Fonte: Ministério da Saúde
Para evitar a contaminação por vírus e bactérias que causam as Doenças Diarreicas Agudas (DDA), é importante manter uma boa higiene das mãos e dos alimentos, bem como beber água tratada. Fazer isso se torna mais difícil para a parte da população que não tem saneamento básico adequado, o que torna ela mais vulnerável a infecções gastrointestinais.
“Você ter um tratamento adequado dessa água para fazer uso nas atividades diárias e a coleta adequada desses dejetos por meio do esgoto é essencial para garantir que essas doenças não venham a estar no dia a dia da população. O que normalmente acontece com populações mais vulneráveis, em áreas onde não tem infraestrutura”, afirma o diretor-presidente da Ambiental Ceará, André Facó.
A empresa é responsável pela ampliação, operação e manutenção do sistema de esgotamento sanitário em 24 municípios das regiões metropolitanas de Fortaleza e do Cariri por meio de uma Parceria Público-Privada firmada com a Cagece.
André lembra ainda que as DDA não são as únicas doenças associadas à falta de saneamento básico. Leptospirose, cólera, hepatite, dengue, zika e chikungunya são outras enfermidades relacionadas à água parada e contato com dejetos não tratados. Até mesmo doenças respiratórias, como a Covid-19, podem ter a disseminação agravada pela falta de higiene das mãos.
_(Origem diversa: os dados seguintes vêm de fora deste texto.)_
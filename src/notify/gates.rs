//! Request admission for the notification endpoint.
//!
//! Gates run in a fixed order and the first failure wins:
//! method, content type, source (origin and bearer secret), body size,
//! payload, rate limit. A rejected request never reaches a handler.

use super::rate_limit::{RateDecision, RateLimiter};
use super::request::{NotificationKind, NotificationPayload, NotificationRequest, RequestHead};
use crate::clock::Clock;
use crate::config::NotificationConfig;
use axum::http::{header, HeaderValue, Method, StatusCode};
use axum::response::{IntoResponse, Response};
use axum::Json;
use serde_json::{json, Value};
use std::collections::HashSet;
use std::sync::Arc;
use subtle::ConstantTimeEq;
use tracing::debug;

/// Content type assumed when the sender omits the header.
const DEFAULT_MEDIA_TYPE: &str = "application/json";

/// Reason a request was refused.
///
/// Only the canonical status text reaches the client; detail stays in logs.
#[derive(Debug, Clone, Copy, PartialEq, Eq, thiserror::Error)]
pub enum Rejection {
    /// Method other than POST.
    #[error("method not allowed")]
    MethodNotAllowed,
    /// Content type not in the accepted list.
    #[error("unsupported media type")]
    UnsupportedMediaType,
    /// Shared secret configured but no bearer token presented.
    #[error("unauthorized")]
    Unauthorized,
    /// Origin not allowed or bearer token mismatch.
    #[error("forbidden")]
    Forbidden,
    /// Body over `max_body_bytes`.
    #[error("payload too large")]
    PayloadTooLarge,
    /// Body is not a usable notification.
    #[error("bad request")]
    BadRequest,
    /// Source over its rate limit.
    #[error("too many requests")]
    TooManyRequests {
        /// Seconds the sender should wait.
        retry_after_secs: u64,
    },
    /// No route for the path.
    #[error("not found")]
    NotFound,
}

impl Rejection {
    /// HTTP status for this rejection.
    pub fn status(&self) -> StatusCode {
        match self {
            Rejection::MethodNotAllowed => StatusCode::METHOD_NOT_ALLOWED,
            Rejection::UnsupportedMediaType => StatusCode::UNSUPPORTED_MEDIA_TYPE,
            Rejection::Unauthorized => StatusCode::UNAUTHORIZED,
            Rejection::Forbidden => StatusCode::FORBIDDEN,
            Rejection::PayloadTooLarge => StatusCode::PAYLOAD_TOO_LARGE,
            Rejection::BadRequest => StatusCode::BAD_REQUEST,
            Rejection::TooManyRequests { .. } => StatusCode::TOO_MANY_REQUESTS,
            Rejection::NotFound => StatusCode::NOT_FOUND,
        }
    }

    /// Canonical reason phrase sent to the client.
    pub fn reason(&self) -> &'static str {
        self.status().canonical_reason().unwrap_or("Error")
    }
}

impl IntoResponse for Rejection {
    fn into_response(self) -> Response {
        let body = Json(json!({ "status": "error", "message": self.reason() }));
        let mut response = (self.status(), body).into_response();
        match self {
            Rejection::MethodNotAllowed => {
                response
                    .headers_mut()
                    .insert(header::ALLOW, HeaderValue::from_static("POST"));
            }
            Rejection::TooManyRequests { retry_after_secs } => {
                response
                    .headers_mut()
                    .insert(header::RETRY_AFTER, HeaderValue::from(retry_after_secs));
            }
            _ => {}
        }
        response
    }
}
Conforme o Atlas de Saneamento Básico, lançado pelo Instituto Brasileiro de Geografia e Estatística (IBGE) em 2021, as Doenças Relacionadas ao Saneamento Ambiental Inadequado (DRSAI) foram responsáveis por cerca de 0,9% de todos os óbitos ocorridos no Brasil entre 2008 e 2019. Doença de Chagas, diarreias e disenteria foram as principais causas de morte.
O tratamento das doenças diarreicas, que consiste em reidratação oral e boa alimentação, também é prejudicado pelas condições precárias de saneamento, já que o acesso à água potável não é universalizado.
No Ceará, de acordo com o Censo Demográfico de 2022, a rede geral de distribuição de água é a forma principal de abastecimento de água para 78,8% da população. Cerca de 40,1% da população mora em domicílios conectados à rede de coleta de esgoto, enquanto quase 60% dos cearenses ainda não têm acesso ao serviço. Casas sem banheiros ou sanitários são residências de mais de 93 mil pessoas no Estado.
“Não existe infraestrutura mais essencial para proteger a saúde da população do que ter saneamento. Não tem país que se desenvolveu sem ter essa infraestrutura”, afirma André.
Médico sanitarista, Álvaro Madeira Neto concorda que o saneamento deve ser a prioridade dos gestores públicos. “A população precisa buscar e exigir que tenha saneamento básico. O acesso à água potável também deve ser um dos principais pontos de preocupação dos gestores”, afirma.
A maior parte dos casos de diarreia são agudos e não duram mais de 14 dias. Caso o quadro se prolongue ou aconteça de forma frequente, é preciso investigar. Há doenças que causam diarreias não infecciosas — sem envolver bactérias ou vírus. Problemas gastrointestinais podem ter a diarreia como sintoma e merecem atenção especializada.
Para o coloproctologista Wendel Arruda, quando a diarreia se repete diversas vezes, se tornando um quadro frequente no dia a dia da pessoa, já é sinal de que um médico especialista precisa ser consultado. O sangue nas fezes também é um ponto de alerta.
Perda de peso, anemia, e sintomas de desidratação, como boca e pele seca e desejo insaciável por água, são outros indícios de um quadro mais sério. Esse cenário pode ser causado por doenças diversas.
“Podem ter várias causas, que variam desde hormonais, como problemas na tireóide, até alterações na vesícula biliar e no pâncreas”, explica o médico. Também podem ocorrer inflamações no intestino que causam a diarreia. A colite ulcerativa e a doença de Crohn são algumas delas.
Outro quadro que tem se tornado cada vez mais comum é a Síndrome do Intestino Irritável (SII). “É uma das causas de diarreia mais comuns do mundo. O intestino fica tão sensível que reage a mudanças de alimentação e humor. Pode causar prisão de ventre também e é mais comum em mulheres”, afirma.